* Stored items:
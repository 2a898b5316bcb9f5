//! Button state snapshots.
//!
//! A [`ButtonState`] is the decoded form of one input report: a 15-bit mask with
//! one bit per physical button. It is a plain `Copy` value; the poll loop keeps
//! the previous one around and hands both to the [`resolver`](crate::resolver).
//!
//! ## Report layout
//! ```text
//! offset  0..=3    header, ignored
//! offset  4..=18   one byte per button (button 1 at offset 4), 0 = released
//! offset 19..      padding, ignored
//! ```
//! Any non-zero byte counts as pressed; the magnitude is discarded.

use crate::error::ReportError;

/// Offset of the first button byte within a report.
pub const BUTTON_OFFSET: usize = 4;

/// Number of buttons carried by a report.
pub const BUTTON_COUNT: usize = 15;

/// Shortest buffer that still covers the whole button window.
pub const MIN_REPORT_LEN: usize = BUTTON_OFFSET + BUTTON_COUNT;

const MASK_BITS: u16 = (1 << BUTTON_COUNT) - 1;

/// Which buttons are held down in one report.
///
/// Bit `i` is button `i + 1`. Bits above 14 are always clear.
#[derive(Clone, Copy, Debug, Default, PartialEq, Eq, Hash)]
pub struct ButtonState {
    mask: u16,
}

impl ButtonState {
    /// No buttons held. Used as the initial "previous" state.
    pub const IDLE: ButtonState = ButtonState { mask: 0 };

    /// Decode a raw report.
    ///
    /// Only bytes [`BUTTON_OFFSET`]`..`[`MIN_REPORT_LEN`] are inspected.
    pub fn parse(report: &[u8]) -> Result<Self, ReportError> {
        let window = report
            .get(BUTTON_OFFSET..MIN_REPORT_LEN)
            .ok_or(ReportError::MalformedReport { len: report.len() })?;

        let mask = window
            .iter()
            .enumerate()
            .filter(|(_, &b)| b != 0)
            .fold(0u16, |acc, (i, _)| acc | (1u16 << i));

        Ok(Self { mask })
    }

    /// Build a state from a raw mask. Bits above 14 are dropped.
    #[inline]
    pub const fn from_mask(mask: u16) -> Self {
        Self {
            mask: mask & MASK_BITS,
        }
    }

    #[inline]
    pub const fn mask(&self) -> u16 {
        self.mask
    }

    #[inline]
    pub const fn is_idle(&self) -> bool {
        self.mask == 0
    }

    /// Whether 1-indexed `button` is held. Out-of-range buttons never are.
    pub fn is_pressed(&self, button: u8) -> bool {
        match button {
            1..=15 => self.mask & (1 << (button - 1)) != 0,
            _ => false,
        }
    }

    /// Held buttons, 1-indexed, ascending.
    pub fn pressed(&self) -> impl Iterator<Item = u8> {
        let mask = self.mask;
        (0..BUTTON_COUNT as u8)
            .filter(move |&i| mask & (1u16 << i) != 0)
            .map(|i| i + 1)
    }

    /// Lowest held button, if any.
    #[inline]
    pub fn first_pressed(&self) -> Option<u8> {
        if self.mask == 0 {
            None
        } else {
            Some(self.mask.trailing_zeros() as u8 + 1)
        }
    }

    /// Number of held buttons.
    #[inline]
    pub fn count(&self) -> u32 {
        self.mask.count_ones()
    }
}
//! Report sources.
//!
//! A [`ReportSource`] hands out raw input reports one at a time. It is the only
//! seam between the decoder and the outside world: the HID backend implements it
//! over `hidapi`, and [`ScriptedSource`](crate::backends::virtual_input::ScriptedSource)
//! implements it over an in-memory queue.
//!
//! Sources do not decode anything. Opening, closing and reconnecting are the
//! source's (or the host's) business.

use crate::error::Result;
use crate::metadata::DeviceMeta;

pub trait ReportSource {
    /// Read one report.
    ///
    /// `Ok(None)` means nothing arrived within the source's timeout.
    fn read(&mut self) -> Result<Option<Vec<u8>>>;

    fn name(&self) -> &str;

    fn id(&self) -> &str;

    /// Finite sources return `true` once drained. Live devices never do.
    fn is_exhausted(&self) -> bool {
        false
    }

    fn metadata(&self) -> DeviceMeta {
        DeviceMeta::default()
    }
}

impl<S: ReportSource + ?Sized> ReportSource for Box<S> {
    fn read(&mut self) -> Result<Option<Vec<u8>>> {
        (**self).read()
    }
    fn name(&self) -> &str {
        (**self).name()
    }
    fn id(&self) -> &str {
        (**self).id()
    }
    fn is_exhausted(&self) -> bool {
        (**self).is_exhausted()
    }
    fn metadata(&self) -> DeviceMeta {
        (**self).metadata()
    }
}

* TASK OBJECTIVE:
If a line of the data includes the word "indexed", it counts; give how many lines do, as a bare number.

* ANSWER TO THE PROBLEM:
2